(PROBLEM STATEMENT)
Copy every record exactly.

[Recorded data]
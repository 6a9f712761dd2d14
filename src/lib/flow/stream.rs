//! Flow file codec.
//!
//! A flow file is an 8-byte header followed by raw fixed-width records:
//!
//! ```text
//! [magic "FLWK"][version: u16 le][record size: u16 le][records ...]
//! ```
//!
//! The writer emits the header lazily on the first record write; calling
//! [`FlowWriter::finish`] on a writer that never saw a record produces a
//! valid, header-only file. The reader validates the magic, version, and
//! record size on open, so files produced with a different record layout are
//! rejected up front.

use crate::errors::{FlowkitError, Result};
use crate::flow::record::{FlowRecord, RECORD_SIZE};
use std::fs::File;
use std::io::{BufRead, BufReader, BufWriter, Read, Write};
use std::path::{Path, PathBuf};

/// Magic bytes at the start of every flow file.
pub const FLOW_MAGIC: [u8; 4] = *b"FLWK";

/// Current on-disk format version.
pub const FORMAT_VERSION: u16 = 1;

/// Length of the file header in bytes.
pub const FILE_HEADER_LEN: usize = 8;

/// Read/write buffer size for flow streams.
const STREAM_BUFFER_SIZE: usize = 64 * 1024;

/// Sequential flow-record writer.
pub struct FlowWriter {
    inner: BufWriter<File>,
    path: PathBuf,
    header_written: bool,
    records_written: u64,
}

impl FlowWriter {
    /// Creates (truncating) a flow file at `path`.
    pub fn create(path: &Path) -> Result<Self> {
        let file = File::create(path)
            .map_err(|source| FlowkitError::Output { path: path.to_path_buf(), source })?;
        Ok(Self {
            inner: BufWriter::with_capacity(STREAM_BUFFER_SIZE, file),
            path: path.to_path_buf(),
            header_written: false,
            records_written: 0,
        })
    }

    fn output_err(&self, source: std::io::Error) -> FlowkitError {
        FlowkitError::Output { path: self.path.clone(), source }
    }

    fn write_header(&mut self) -> Result<()> {
        let mut header = [0u8; FILE_HEADER_LEN];
        header[..4].copy_from_slice(&FLOW_MAGIC);
        header[4..6].copy_from_slice(&FORMAT_VERSION.to_le_bytes());
        header[6..8].copy_from_slice(&(RECORD_SIZE as u16).to_le_bytes());
        self.inner.write_all(&header).map_err(|e| self.output_err(e))?;
        self.header_written = true;
        Ok(())
    }

    /// Writes the raw bytes of one record, emitting the header first if this
    /// is the first write.
    pub fn write_record(&mut self, record: &[u8]) -> Result<()> {
        debug_assert_eq!(record.len(), RECORD_SIZE);
        if !self.header_written {
            self.write_header()?;
        }
        self.inner.write_all(record).map_err(|e| self.output_err(e))?;
        self.records_written += 1;
        Ok(())
    }

    /// Number of records written so far.
    #[must_use]
    pub fn records_written(&self) -> u64 {
        self.records_written
    }

    /// Path of the file being written.
    #[must_use]
    pub fn path(&self) -> &Path {
        &self.path
    }

    /// Flushes and closes the stream, writing the header first if no record
    /// was ever written.
    pub fn finish(mut self) -> Result<()> {
        if !self.header_written {
            self.write_header()?;
        }
        self.inner.flush().map_err(|e| self.output_err(e))?;
        Ok(())
    }
}

/// Sequential flow-record reader.
#[derive(Debug)]
pub struct FlowReader {
    inner: BufReader<File>,
    path: PathBuf,
    records_read: u64,
}

impl FlowReader {
    /// Opens the flow file at `path` and validates its header.
    pub fn open(path: &Path) -> Result<Self> {
        let file = File::open(path)
            .map_err(|source| FlowkitError::Input { path: path.to_path_buf(), source })?;
        Self::from_file(file, path)
    }

    /// Wraps an already-open file, validating the header.
    pub fn from_file(file: File, path: &Path) -> Result<Self> {
        let mut inner = BufReader::with_capacity(STREAM_BUFFER_SIZE, file);
        let mut header = [0u8; FILE_HEADER_LEN];
        inner.read_exact(&mut header).map_err(|e| {
            if e.kind() == std::io::ErrorKind::UnexpectedEof {
                FlowkitError::InvalidFileFormat {
                    path: path.display().to_string(),
                    reason: "missing or truncated header".to_string(),
                }
            } else {
                FlowkitError::Input { path: path.to_path_buf(), source: e }
            }
        })?;

        if header[..4] != FLOW_MAGIC {
            return Err(FlowkitError::InvalidFileFormat {
                path: path.display().to_string(),
                reason: "bad magic number".to_string(),
            });
        }
        let version = u16::from_le_bytes([header[4], header[5]]);
        if version != FORMAT_VERSION {
            return Err(FlowkitError::InvalidFileFormat {
                path: path.display().to_string(),
                reason: format!("unsupported format version {version}"),
            });
        }
        let record_size = u16::from_le_bytes([header[6], header[7]]) as usize;
        if record_size != RECORD_SIZE {
            return Err(FlowkitError::InvalidFileFormat {
                path: path.display().to_string(),
                reason: format!("record size {record_size} does not match expected {RECORD_SIZE}"),
            });
        }

        Ok(Self { inner, path: path.to_path_buf(), records_read: 0 })
    }

    /// Reads one record into `out`, which must be at least [`RECORD_SIZE`]
    /// bytes. Returns `Ok(false)` on clean end of file.
    pub fn read_record_bytes(&mut self, out: &mut [u8]) -> Result<bool> {
        debug_assert!(out.len() >= RECORD_SIZE);
        let at_eof = self
            .inner
            .fill_buf()
            .map_err(|source| FlowkitError::Input { path: self.path.clone(), source })?
            .is_empty();
        if at_eof {
            return Ok(false);
        }
        self.inner.read_exact(&mut out[..RECORD_SIZE]).map_err(|e| {
            if e.kind() == std::io::ErrorKind::UnexpectedEof {
                FlowkitError::InvalidFileFormat {
                    path: self.path.display().to_string(),
                    reason: "file ends mid-record".to_string(),
                }
            } else {
                FlowkitError::Input { path: self.path.clone(), source: e }
            }
        })?;
        self.records_read += 1;
        Ok(true)
    }

    /// Reads one record. Returns `Ok(false)` on clean end of file.
    pub fn read_record(&mut self, record: &mut FlowRecord) -> Result<bool> {
        self.read_record_bytes(record.as_bytes_mut())
    }

    /// Number of records read so far.
    #[must_use]
    pub fn records_read(&self) -> u64 {
        self.records_read
    }

    /// Path of the file being read.
    #[must_use]
    pub fn path(&self) -> &Path {
        &self.path
    }
}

(WRITTEN RESPONSE)
repository 6a9f712761dd2d14
filename src/lib/flow/stream.rs
//! Flow file codec.
//!
//! A flow file is an 8-byte header followed by raw fixed-width records:
//!
//! ```text
//! [magic "FLWK"][version: u16 le][record size: u16 le][records ...]
//! ```
//!
//! The writer emits the header lazily on the first record write; calling
//! [`FlowWriter::finish`] on a writer that never saw a record produces a
//! valid, header-only file. The reader validates the magic, version, and
//! record size on open, so files produced with a different record layout are
//! rejected up front.

use crate::errors::{FlowkitError, Result};
use crate::flow::record::{FlowRecord, RECORD_SIZE};
use std::fs::File;
use std::io::{BufRead, BufReader, BufWriter, Read, Write};
use std::path::{Path, PathBuf};

/// Magic bytes at the start of every flow file.
pub const FLOW_MAGIC: [u8; 4] = *b"FLWK";

/// Current on-disk format version.
pub const FORMAT_VERSION: u16 = 1;

/// Length of the file header in bytes.
pub const FILE_HEADER_LEN: usize = 8;

/// Read/write buffer size for flow streams.
const STREAM_BUFFER_SIZE: usize = 64 * 1024;

/// Sequential flow-record writer.
pub struct FlowWriter {
    inner: BufWriter<File>,
    path: PathBuf,
    header_written: bool,
    records_written: u64,
}

impl FlowWriter {
    /// Creates (truncating) a flow file at `path`.
    pub fn create(path: &Path) -> Result<Self> {
        let file = File::create(path)
            .map_err(|source| FlowkitError::Output { path: path.to_path_buf(), source })?;
        Ok(Self {
            inner: BufWriter::with_capacity(STREAM_BUFFER_SIZE, file),
            path: path.to_path_buf(),
            header_written: false,
            records_written: 0,
        })
    }

    fn output_err(&self, source: std::io::Error) -> FlowkitError {
        FlowkitError::Output { path: self.path.clone(), source }
    }

    fn write_header(&mut self) -> Result<()> {
        let mut header = [0u8; FILE_HEADER_LEN];
        header[..4].copy_from_slice(&FLOW_MAGIC);
        header[4..6].copy_from_slice(&FORMAT_VERSION.to_le_bytes());
        header[6..8].copy_from_slice(&(RECORD_SIZE as u16).to_le_bytes());
        self.inner.write_all(&header).map_err(|e| self.output_err(e))?;
        self.header_written = true;
        Ok(())
    }

    /// Writes the raw bytes of one record, emitting the header first if this
    /// is the first write.
    pub fn write_record(&mut self, record: &[u8]) -> Result<()> {
        debug_assert_eq!(record.len(), RECORD_SIZE);
        if !self.header_written {
            self.write_header()?;
        }
        self.inner.write_all(record).map_err(|e| self.output_err(e))?;
        self.records_written += 1;
        Ok(())
    }

    /// Number of records written so far.
    #[must_use]
    pub fn records_written(&self) -> u64 {
        self.records_written
    }

    /// Path of the file being written.
    #[must_use]
    pub fn path(&self) -> &Path {
        &self.path
    }

    /// Flushes and closes the stream, writing the header first if no record
    /// was ever written.
    pub fn finish(mut self) -> Result<()> {
        if !self.header_written {
            self.write_header()?;
        }
        self.inner.flush().map_err(|e| self.output_err(e))?;
        Ok(())
    }
}

/// Sequential flow-record reader.
#[derive(Debug)]
pub struct FlowReader {
    inner: BufReader<File>,
    path: PathBuf,
    records_read: u64,
}

impl FlowReader {
    /// Opens the flow file at `path` and validates its header.
    pub fn open(path: &Path) -> Result<Self> {
        let file = File::open(path)
            .map_err(|source| FlowkitError::Input { path: path.to_path_buf(), source })?;
        Self::from_file(file, path)
    }

    /// Wraps an already-open file, validating the header.
    pub fn from_file(file: File, path: &Path) -> Result<Self> {
        let mut inner = BufReader::with_capacity(STREAM_BUFFER_SIZE, file);
        let mut header = [0u8; FILE_HEADER_LEN];
        inner.read_exact(&mut header).map_err(|e| {
            if e.kind() == std::io::ErrorKind::UnexpectedEof {
                FlowkitError::InvalidFileFormat {
                    path: path.display().to_string(),
                    reason: "missing or truncated header".to_string(),
                }
            } else {
                FlowkitError::Input { path: path.to_path_buf(), source: e }
            }
        })?;

        if header[..4] != FLOW_MAGIC {
            return Err(FlowkitError::InvalidFileFormat {
                path: path.display().to_string(),
                reason: "bad magic number".to_string(),
            });
        }
        let version = u16::from_le_bytes([header[4], header[5]]);
        if version != FORMAT_VERSION {
            return Err(FlowkitError::InvalidFileFormat {
                path: path.display().to_string(),
                reason: format!("unsupported format version {version}"),
            });
        }
        let record_size = u16::from_le_bytes([header[6], header[7]]) as usize;
        if record_size != RECORD_SIZE {
            return Err(FlowkitError::InvalidFileFormat {
                path: path.display().to_string(),
                reason: format!("record size {record_size} does not match expected {RECORD_SIZE}"),
            });
        }

        Ok(Self { inner, path: path.to_path_buf(), records_read: 0 })
    }

    /// Reads one record into `out`, which must be at least [`RECORD_SIZE`]
    /// bytes. Returns `Ok(false)` on clean end of file.
    pub fn read_record_bytes(&mut self, out: &mut [u8]) -> Result<bool> {
        debug_assert!(out.len() >= RECORD_SIZE);
        let at_eof = self
            .inner
            .fill_buf()
            .map_err(|source| FlowkitError::Input { path: self.path.clone(), source })?
            .is_empty();
        if at_eof {
            return Ok(false);
        }
        self.inner.read_exact(&mut out[..RECORD_SIZE]).map_err(|e| {
            if e.kind() == std::io::ErrorKind::UnexpectedEof {
                FlowkitError::InvalidFileFormat {
                    path: self.path.display().to_string(),
                    reason: "file ends mid-record".to_string(),
                }
            } else {
                FlowkitError::Input { path: self.path.clone(), source: e }
            }
        })?;
        self.records_read += 1;
        Ok(true)
    }

    /// Reads one record. Returns `Ok(false)` on clean end of file.
    pub fn read_record(&mut self, record: &mut FlowRecord) -> Result<bool> {
        self.read_record_bytes(record.as_bytes_mut())
    }

    /// Number of records read so far.
    #[must_use]
    pub fn records_read(&self) -> u64 {
        self.records_read
    }

    /// Path of the file being read.
    #[must_use]
    pub fn path(&self) -> &Path {
        &self.path
    }
}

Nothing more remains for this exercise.